Give us some hearty grains, some form of protein, lots of flavour and we’re good to go. Especially for Holiday meals, when there are a bagillion other dishes to sample, a main dish for vegetarians does not need to be complicated. We must save room for potatoes, beans, dressing etc.
This dish is packed with so much goodness!
The base of the salad is made of wild rice, lentils and kale, which gets topped with lightly spiced acorn wedges. There are lots of great textures and flavours going on here, even passionate meat eaters will want to eat this, I promise!
The base of this salad can be made ahead of time and topped with the roasted squash before serving. One less thing on the stove top, before serving a meal, is always a good thing.

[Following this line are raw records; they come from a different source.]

#![allow(dead_code)]

use std::path::Path;
use std::sync::Arc;
use std::time::{Duration, Instant};

use ossim::{ProcessManager, SchedPolicy, SimConfig, SimOptions};

/// Initialize tracing from `RUST_LOG`. `try_init` is idempotent: the first
/// call in the process succeeds, later calls are silently ignored.
pub fn setup_test() {
    let _ = tracing_subscriber::fmt()
        .with_env_filter(tracing_subscriber::EnvFilter::from_default_env())
        .with_test_writer()
        .try_init();
}

/// A small, fast baseline configuration; tests override what they pin.
pub fn base_config(policy: SchedPolicy) -> SimConfig {
    SimConfig {
        num_cpu: 1,
        scheduler: policy,
        quantum_cycles: 2,
        batch_process_freq: 1,
        min_ins: 3,
        max_ins: 3,
        delays_per_exec: 0,
        max_overall_mem: 1024,
        mem_per_frame: 256,
        min_mem_per_proc: 256,
        max_mem_per_proc: 256,
        seed: 42,
    }
}

/// Build a manager whose backing store lives under `dir`, ticking fast so
/// scenarios finish in milliseconds.
pub fn manager_in(config: SimConfig, dir: &Path) -> Arc<ProcessManager> {
    let options = SimOptions {
        backing_store: dir.join("backing-store.txt"),
        memory_stamps: None,
        tick_period: Duration::from_micros(200),
    };
    ProcessManager::new(config, options).expect("manager construction failed")
}

/// Poll `condition` until it holds or `timeout` elapses.
pub fn wait_until(timeout: Duration, mut condition: impl FnMut() -> bool) -> bool {
    let deadline = Instant::now() + timeout;
    while Instant::now() < deadline {
        if condition() {
            return true;
        }
        std::thread::sleep(Duration::from_millis(1));
    }
    condition()
}

/// Wait until every submitted process reports FINISHED.
pub fn wait_all_finished(manager: &ProcessManager, timeout: Duration) -> bool {
    wait_until(timeout, || {
        manager
            .list_all()
            .iter()
            .all(|p| p.state() == ossim::ProcessState::Finished)
    })
}
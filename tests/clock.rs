//! Tick clock contract under concurrency, plus the watcher's periodic
//! memory stamps.

use std::sync::Arc;
use std::time::Duration;

use ossim::{SchedPolicy, SimConfig, SimOptions, TickClock};

mod common;

/// Waiters on different threads all observe strictly increasing ticks.
#[test]
fn test_waiters_observe_monotonic_ticks() {
    common::setup_test();
    let clock = Arc::new(TickClock::new(Duration::from_micros(200)));
    clock.start();

    let handles: Vec<_> = (0..4)
        .map(|_| {
            let clock = Arc::clone(&clock);
            std::thread::spawn(move || {
                let mut last = 0;
                for _ in 0..20 {
                    let seen = clock.wait_for_tick_after(last);
                    assert!(seen > last);
                    last = seen;
                }
                last
            })
        })
        .collect();

    for handle in handles {
        assert!(handle.join().unwrap() >= 20);
    }
    clock.stop();
}

/// Stop unblocks every waiter instead of leaving threads parked.
#[test]
fn test_stop_releases_all_waiters() {
    common::setup_test();
    let clock = Arc::new(TickClock::new(Duration::from_micros(200)));
    clock.start();
    clock.wait_for_tick_after(0);

    let waiters: Vec<_> = (0..3)
        .map(|_| {
            let clock = Arc::clone(&clock);
            std::thread::spawn(move || {
                // Far beyond anything the clock will reach in this test.
                clock.wait_for_tick_after(u64::MAX - 1)
            })
        })
        .collect();

    std::thread::sleep(Duration::from_millis(2));
    clock.stop();
    for waiter in waiters {
        waiter.join().unwrap();
    }
}

/// With stamps enabled, the watcher writes a memory snapshot every
/// `quantum-cycles` ticks.
#[test]
fn test_memory_stamps_are_written() {
    common::setup_test();
    let dir = tempfile::tempdir().unwrap();
    let stamp_dir = dir.path().join("stamps");
    std::fs::create_dir(&stamp_dir).unwrap();

    let config = SimConfig {
        quantum_cycles: 5,
        min_ins: 20,
        max_ins: 20,
        ..common::base_config(SchedPolicy::Rr)
    };
    let options = SimOptions {
        backing_store: dir.path().join("backing-store.txt"),
        memory_stamps: Some(stamp_dir.clone()),
        tick_period: Duration::from_micros(200),
    };
    let manager = ossim::ProcessManager::new(config, options).unwrap();

    manager.submit("stamped").unwrap();
    assert!(common::wait_until(Duration::from_secs(5), || {
        stamp_dir.join("memory_stamp_2.txt").exists()
    }));
    manager.shutdown();

    let first = std::fs::read_to_string(stamp_dir.join("memory_stamp_0.txt")).unwrap();
    assert!(first.contains("Frame"), "{first}");
}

I hope you enjoy this as much as I do.
- 2 Acorn Squash
- 2 tablespoons olive oil
- ½ teaspoon dried ground fennel
- ½ teaspoon dried oregano
- ½ teaspoon dried chili powder
- 1 cup wild rice
- ½ black or green lentils
- 3 garlic cloves, minced
- 1 red onion, thinly sliced
- 2 tablespoons butter
- 8 fresh sage leaves, thinly sliced
- 2 carrots, diced
- 1 bunch Tuscan kale, ribbed and thinly sliced
- ¼ dried cherries
- ½ teaspoon kosher salt
- Fresh ground black pepper
- ¼ cup toasted pepitas (pumpkin seeds)
- ¼ cup shaved parmesan
- In a medium pot, combine 1 cup wild rice and 3 cups water, bring to a boil and then simmer for 45 to 50 minutes until tender, drain and set aside. In another small pot, cook lentils in simmering water for about 20 mins, or until soft.
- Preheat oven to 450°F. Remove seeds and cut squash into thick wedges, rub each squash lightly with olive oil on both sides and sprinkle with a pinch each of ground fennel, oregano, and chili powder, pepper and salt.
- Place the squash on parchment lined baking tray and bake for about 30 minutes, flipping halfway through, until tender when poked with a fork.
- Melt the butter over medium-high heat and stir constantly until it becomes brown and smells nutty, a few minutes. Once browned, lower the heat to medium and immediately add carrot, red onion and garlic; cook until the carrot is soft, about 10 minutes. Add the sage and kale and saute 2 more minutes. Add the rice, lentils, cherries, ½ teaspoon kosher salt and fresh ground black pepper. Place rice mixture on a platter and top with squash wedges. Garnish with toasted pepitas and parmesan cheese.
Are there certain dishes that always grace your holiday table?